The Tigerettes have an impressive record of 195 wins and only 5 losses, and they have earned seven gold medals at the U.S. Senior Olympics.
The youngest player on the team is age 65 and the oldest is 75 years old. An inspiration to basketball players of any age, the Tigerettes say they are in the best shape of their lives. They work out four to five times a week and pride themselves on being fit and toned. Basketball, they say, has kept them feeling and looking younger. When asked how they feel about themselves when they look in the mirror, team member Mary Bendsen even ventures to say, “hot.”
Mavis Albin, aged 75, the oldest member of the team says she sat behind a desk for 38 years before joining the team. “Three-on-three women’s basketball changed my life. It’s just the most remarkable thing I have ever been involved in,” she told CBS News. (See video below)
In its report on the Tigerettes, CBS News pointed to several new studies finding that exercise can dramatically slow the aging process. According to the report, common medical wisdom had been that people lose 8% of their muscle mass to fat every decade after the age of 40. But studies show that exercise can play a dramatic role in slowing or even reversing this process, and maintaining strength, mobility and balance as a person ages.

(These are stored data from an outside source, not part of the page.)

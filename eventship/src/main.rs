//! eventship - operator CLI for the durable event queue
//!
//! This tool provides commands for:
//! - Checking client configuration and pending batches
//! - Sending a single event
//! - Uploading everything left on disk by earlier sessions
//!
//! Uses XDG Base Directory specification for file locations:
//! - Batches: $XDG_DATA_HOME/eventship/<write_key>/ (~/.local/share/eventship/)
//! - Config: $XDG_CONFIG_HOME/eventship/config.toml (~/.config/eventship/config.toml)
//! - Logs: $XDG_STATE_HOME/eventship/ (~/.local/state/eventship/)

use std::path::PathBuf;

use anyhow::{bail, Context, Result};
use clap::{Parser, Subcommand};
use eventship_core::{Client, Config, Event, FileStorage, RunStop, Storage, UploadSummary};

#[derive(Parser)]
#[command(name = "eventship")]
#[command(about = "Queue and upload analytics events")]
#[command(version)]
struct Args {
    /// Write logs to the XDG state directory
    #[arg(short, long, global = true)]
    verbose: bool,

    /// Config file to use instead of the XDG default
    #[arg(short, long, global = true)]
    config: Option<PathBuf>,

    #[command(subcommand)]
    command: Command,
}

#[derive(Subcommand)]
enum Command {
    /// Show configuration and pending batch count
    Status,

    /// Queue one track event and upload it
    Track {
        /// Event name
        name: String,

        /// Event properties as a JSON object
        #[arg(short, long)]
        properties: Option<String>,

        /// Anonymous id for this event (default: the persisted one)
        #[arg(short, long)]
        anonymous_id: Option<String>,
    },

    /// Upload every pending batch
    Flush,

    /// List pending batch files
    Pending,
}

#[tokio::main]
async fn main() -> Result<()> {
    let args = Args::parse();

    Config::ensure_xdg_env();

    let config = match &args.config {
        Some(path) => Config::load_from(path)
            .with_context(|| format!("failed to load configuration from {}", path.display()))?,
        None => Config::load().context("failed to load configuration")?,
    };

    // Held for the whole run so buffered log lines are written on exit.
    let _log_guard = if args.verbose {
        Some(eventship_core::logging::init(&config.logging).context("failed to initialize logging")?)
    } else {
        None
    };

    match args.command {
        Command::Status => cmd_status(&config).await,
        Command::Track {
            name,
            properties,
            anonymous_id,
        } => cmd_track(config, &name, properties.as_deref(), anonymous_id).await,
        Command::Flush => cmd_flush(config).await,
        Command::Pending => cmd_pending(&config).await,
    }
}

async fn cmd_status(config: &Config) -> Result<()> {
    println!("eventship Configuration");
    println!("=======================");
    println!();

    let client = &config.client;

    println!(
        "Write Key:       {}",
        if client.write_key.is_some() {
            "<set>"
        } else {
            "<not set>"
        }
    );
    println!(
        "Data Plane URL:  {}",
        client.data_plane_url.as_deref().unwrap_or("<not set>")
    );
    println!("Flush At:        {} events", config.queue.flush_at);
    println!("Flush Interval:  {} ms", config.queue.flush_interval_ms);
    println!("Storage Root:    {}", config.storage_root().display());
    println!("Log File:        {}", Config::log_path().display());

    if !client.is_ready() {
        println!();
        println!("Client is not configured. Set it in config.toml:");
        println!();
        println!("  [client]");
        println!("  write_key = \"your-write-key\"");
        println!("  data_plane_url = \"https://your-data-plane.example.com\"");
        return Ok(());
    }

    if let Err(e) = client.validate() {
        println!();
        println!("Configuration error: {}", e);
        return Ok(());
    }

    let storage = open_storage(config).await?;
    println!();
    println!("Pending Batches: {}", storage.pending_batches().await.len());

    Ok(())
}

async fn cmd_track(
    config: Config,
    name: &str,
    properties: Option<&str>,
    anonymous_id: Option<String>,
) -> Result<()> {
    let properties = match properties {
        Some(raw) => match serde_json::from_str::<serde_json::Value>(raw)
            .context("--properties is not valid JSON")?
        {
            serde_json::Value::Object(map) => map,
            _ => bail!("--properties must be a JSON object"),
        },
        None => serde_json::Map::new(),
    };

    let client = build_client(config).await?;

    let mut event = Event::track(name).with_properties(properties);
    if let Some(anonymous_id) = anonymous_id {
        event = event.with_anonymous_id(anonymous_id);
    }
    let message_id = event.message_id.clone();
    client.put(event).context("failed to queue event")?;

    println!("Queued event {} ({})", name, message_id);
    let summary = client.flush_and_wait().await.context("flush failed")?;
    print_summary(&summary);
    client.shutdown();
    Ok(())
}

async fn cmd_flush(config: Config) -> Result<()> {
    let client = build_client(config).await?;

    let pending = client.pending_batches().await?.len();
    println!("Flushing {} pending batch(es)...", pending);

    let summary = client.flush_and_wait().await.context("flush failed")?;
    print_summary(&summary);
    client.shutdown();
    Ok(())
}

async fn cmd_pending(config: &Config) -> Result<()> {
    config
        .client
        .checked_write_key()
        .context("a write key is required to locate batch storage")?;
    let storage = open_storage(config).await?;
    let pending = storage.pending_batches().await;

    if pending.is_empty() {
        println!("No pending batches.");
        return Ok(());
    }

    println!("Pending batches ({}):", pending.len());
    for id in pending {
        println!("  {}", id);
    }
    Ok(())
}

async fn open_storage(config: &Config) -> Result<FileStorage> {
    let write_key = config.client.checked_write_key()?;
    let directory = config.storage_dir(write_key);
    FileStorage::open(&directory, write_key, config.queue.max_batch_bytes)
        .await
        .with_context(|| format!("failed to open batch storage at {}", directory.display()))
}

async fn build_client(mut config: Config) -> Result<Client> {
    config
        .client
        .validate()
        .context("client is not configured (see `eventship status`)")?;
    // The explicit flush below uploads everything; a second startup run is redundant.
    config.queue.startup_flush = false;
    Client::builder(config)
        .build()
        .await
        .context("failed to start client")
}

fn print_summary(summary: &UploadSummary) {
    println!();
    println!("Upload complete:");
    println!("  Batches uploaded: {}", summary.uploaded);
    println!("  Batches dropped:  {}", summary.dropped);
    println!("  Send attempts:    {}", summary.attempts);

    match summary.stopped {
        Some(RunStop::InvalidWriteKey) => {
            println!();
            println!("The data plane rejected the write key; local data was deleted.");
        }
        Some(RunStop::SourceDisabled) => {
            println!();
            println!("The source is disabled; pending batches were kept.");
        }
        Some(RunStop::Disabled) | Some(RunStop::Shutdown) | None => {}
    }
}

As demonstrated by MRI images shown in the CBS video below, the lean muscle structure of a 74-year-old triathlete who constantly exercises to maintain strength can look similar to that of a typical 40-year-old.
“We are not destined to go from lean flank steak in our 40s, if you think visually of what our muscles look like, to flabby rump roast,” Pittsburgh orthopedic surgeon Vonda Wright told CBS News. “We do not have to become that way if we interject exercise throughout a lifetime,” she says.
For inspiration, watch this CBS News video of the Tigerettes in action »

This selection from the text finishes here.